Essay: Florian Klenk
Prinzipielles | aus FALTER 38/12 vom 19.09.2012

Medien & Justiz Der Falter berichtet aus vertraulichen Akten. Das ist gefährlich und wichtig zugleich. Grundsätzliche Gedanken über die Rolle der Medien in heiklen Strafprozessen

Gerichtsverfahren sind öffentlich. Öffentlichkeit ist ein Grundrecht, erkämpft in blutigen Revolutionen, festgeschrieben in der Verfassung.

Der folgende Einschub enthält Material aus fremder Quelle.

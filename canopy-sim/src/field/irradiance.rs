//! Dense PPFD field over a sample grid.
//!
//! [`compute_field`] sums every fixture's point-source contribution at every
//! grid point and applies the room's bulk reflectance correction. It is the
//! hot loop of both reporting and layout search: O(points x fixtures).
//!
//! Rows are evaluated in parallel. Within a point the fixtures are folded
//! sequentially in input order, so the field is bit-identical from run to run
//! regardless of thread scheduling.

use log::debug;
use ndarray::{Array2, ArrayView2};
use shared::algo::fill_rows_in_parallel;
use shared::units::Ppfd;
use thiserror::Error;

use super::grid::{GridError, SampleGrid};
use crate::hardware::fixture::{Fixture, FixtureError};
use crate::hardware::room::{Room, RoomError};
use crate::photometry::point_source::{irradiance_contribution, CalibrationError, CalibrationProfile};

/// Error types for field computation
#[derive(Error, Debug, Clone, PartialEq)]
pub enum FieldError {
    #[error("invalid room: {0}")]
    Room(#[from] RoomError),
    #[error("invalid grid: {0}")]
    Grid(#[from] GridError),
    #[error("invalid fixture #{index}: {source}")]
    Fixture {
        index: usize,
        #[source]
        source: FixtureError,
    },
    #[error("invalid calibration: {0}")]
    Calibration(#[from] CalibrationError),
    #[error("working height must be finite, got {0}")]
    WorkingHeight(f64),
}

/// PPFD sampled at every point of a [`SampleGrid`].
///
/// Built fresh for each fixture configuration and never modified afterwards.
#[derive(Debug, Clone, PartialEq)]
pub struct IrradianceField {
    grid: SampleGrid,
    values: Array2<f64>,
    working_height: f64,
}

impl IrradianceField {
    pub fn grid(&self) -> &SampleGrid {
        &self.grid
    }

    /// Height of the plane the field was sampled on
    pub fn working_height(&self) -> f64 {
        self.working_height
    }

    /// Raw PPFD values in µmol/m²/s, shape (rows, cols) as [`SampleGrid::shape`]
    pub fn values(&self) -> ArrayView2<'_, f64> {
        self.values.view()
    }

    pub fn shape(&self) -> (usize, usize) {
        self.values.dim()
    }

    pub fn len(&self) -> usize {
        self.values.len()
    }

    pub fn is_empty(&self) -> bool {
        self.values.is_empty()
    }

    /// PPFD at grid index (row, col)
    pub fn ppfd_at(&self, row: usize, col: usize) -> Option<Ppfd> {
        self.values.get((row, col)).copied().map(Ppfd::new)
    }

    /// PPFD values in row-major order
    pub fn iter(&self) -> impl Iterator<Item = Ppfd> + '_ {
        self.values.iter().copied().map(Ppfd::new)
    }

    /// Values flattened into a row-major vector
    pub fn to_vec(&self) -> Vec<f64> {
        self.values.iter().copied().collect()
    }

    /// `(x, y, ppfd)` triples in row-major order, for heat-map consumers
    pub fn samples(&self) -> impl Iterator<Item = (f64, f64, Ppfd)> + '_ {
        self.grid
            .points()
            .zip(self.values.iter())
            .map(|((x, y), &v)| (x, y, Ppfd::new(v)))
    }
}

/// Aggregate all fixture contributions on the plane z = `working_height`.
///
/// An empty fixture list is valid and yields an all-zero field.
///
/// # Arguments
/// * `room` - Room supplying the reflectance correction; must be valid
/// * `fixtures` - Fixtures to sum, in any order
/// * `grid` - Sample lattice, normally built from the same room
/// * `working_height` - Height of the canopy plane
/// * `calibration` - Point-source model constants
pub fn compute_field(
    room: &Room,
    fixtures: &[Fixture],
    grid: &SampleGrid,
    working_height: f64,
    calibration: &CalibrationProfile,
) -> Result<IrradianceField, FieldError> {
    room.validate()?;
    calibration.validate()?;
    if !working_height.is_finite() {
        return Err(FieldError::WorkingHeight(working_height));
    }
    for (index, fixture) in fixtures.iter().enumerate() {
        fixture
            .validate()
            .map_err(|source| FieldError::Fixture { index, source })?;
    }

    let correction = room.reflectance.bulk_correction();
    let xs = grid.xs();
    let ys = grid.ys();

    debug!(
        "Computing field: {}x{} points, {} fixtures, correction {:.3}",
        ys.len(),
        xs.len(),
        fixtures.len(),
        correction
    );

    let values = fill_rows_in_parallel(grid.shape(), |row, col| {
        let (x, y) = (xs[col], ys[row]);
        let total = fixtures.iter().fold(0.0, |acc, fixture| {
            acc + irradiance_contribution(fixture, x, y, working_height, calibration).value()
        });
        total * correction
    });

    Ok(IrradianceField {
        grid: grid.clone(),
        values,
        working_height,
    })
}

#[cfg(test)]
mod tests {
    use super::*;
    use crate::hardware::fixture::models::LED_PANEL_320W;
    use crate::hardware::room::SurfaceReflectance;
    use approx::assert_relative_eq;

    fn setup() -> (Room, SampleGrid) {
        let room = Room::new(4.0, 3.0, 3.0, SurfaceReflectance::default()).unwrap();
        let grid = SampleGrid::build(&room, 0.5).unwrap();
        (room, grid)
    }

    #[test]
    fn test_empty_fixture_list_is_dark() {
        let (room, grid) = setup();
        let field = compute_field(&room, &[], &grid, 0.9, &CalibrationProfile::default()).unwrap();
        assert_eq!(field.shape(), (7, 9));
        assert!(field.iter().all(|v| v == Ppfd::ZERO));
    }

    #[test]
    fn test_single_fixture_matches_point_model() {
        let (room, grid) = setup();
        let cal = CalibrationProfile::default();
        let fixture = LED_PANEL_320W.place(2.0, 1.5, 2.5);
        let field = compute_field(&room, &[fixture.clone()], &grid, 0.9, &cal).unwrap();

        let correction = room.reflectance.bulk_correction();
        for (x, y, ppfd) in field.samples() {
            let direct = irradiance_contribution(&fixture, x, y, 0.9, &cal).value();
            assert_relative_eq!(ppfd.value(), direct * correction, epsilon = 1e-9);
        }
    }

    #[test]
    fn test_contributions_add() {
        let (room, grid) = setup();
        let cal = CalibrationProfile::default();
        let a = LED_PANEL_320W.place(1.0, 1.0, 2.5);
        let b = LED_PANEL_320W.place(3.0, 2.0, 2.5);

        let fa = compute_field(&room, &[a.clone()], &grid, 0.9, &cal).unwrap();
        let fb = compute_field(&room, &[b.clone()], &grid, 0.9, &cal).unwrap();
        let both = compute_field(&room, &[a, b], &grid, 0.9, &cal).unwrap();

        for ((va, vb), vab) in fa.iter().zip(fb.iter()).zip(both.iter()) {
            assert_relative_eq!(vab.value(), va.value() + vb.value(), epsilon = 1e-9);
        }
    }

    #[test]
    fn test_brightest_point_under_fixture() {
        let (room, grid) = setup();
        let fixture = LED_PANEL_320W.place(2.0, 1.5, 2.5);
        let field =
            compute_field(&room, &[fixture], &grid, 0.9, &CalibrationProfile::default()).unwrap();

        let centre = field.ppfd_at(3, 4).unwrap();
        assert!(field.iter().all(|v| v <= centre));
        assert_eq!(field.ppfd_at(99, 0), None);
    }

    #[test]
    fn test_validation_errors() {
        let (room, grid) = setup();
        let cal = CalibrationProfile::default();
        let bad = LED_PANEL_320W.place(1.0, 1.0, 2.5).with_dimming(-1.0);
        let good = LED_PANEL_320W.place(2.0, 2.0, 2.5);

        let err = compute_field(&room, &[good, bad], &grid, 0.9, &cal).unwrap_err();
        assert!(matches!(err, FieldError::Fixture { index: 1, .. }));

        assert_eq!(
            compute_field(&room, &[], &grid, f64::NAN, &cal).unwrap_err().to_string(),
            "working height must be finite, got NaN"
        );

        let mut thin = room.clone();
        thin.width = -1.0;
        assert!(matches!(
            compute_field(&thin, &[], &grid, 0.9, &cal),
            Err(FieldError::Room(_))
        ));
    }
}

Der Angeklagte sollte vor Kabinettsjustiz geschützt werden, der Richter vor Zudringlichkeiten der Herrscher. Ohne Öffentlichkeit wird Gerechtigkeit nicht sichtbar. Wo die Justiz im Geheimen urteilt, herrscht Tyrannei.

So weit die schöne Theorie. Der Journalist, besagt sie, ist in Wahrheit keine "vierte Macht“, er verkörpert schon gar keine "Gewalt“. Er ist bloß der kritische Beobachter im Staat.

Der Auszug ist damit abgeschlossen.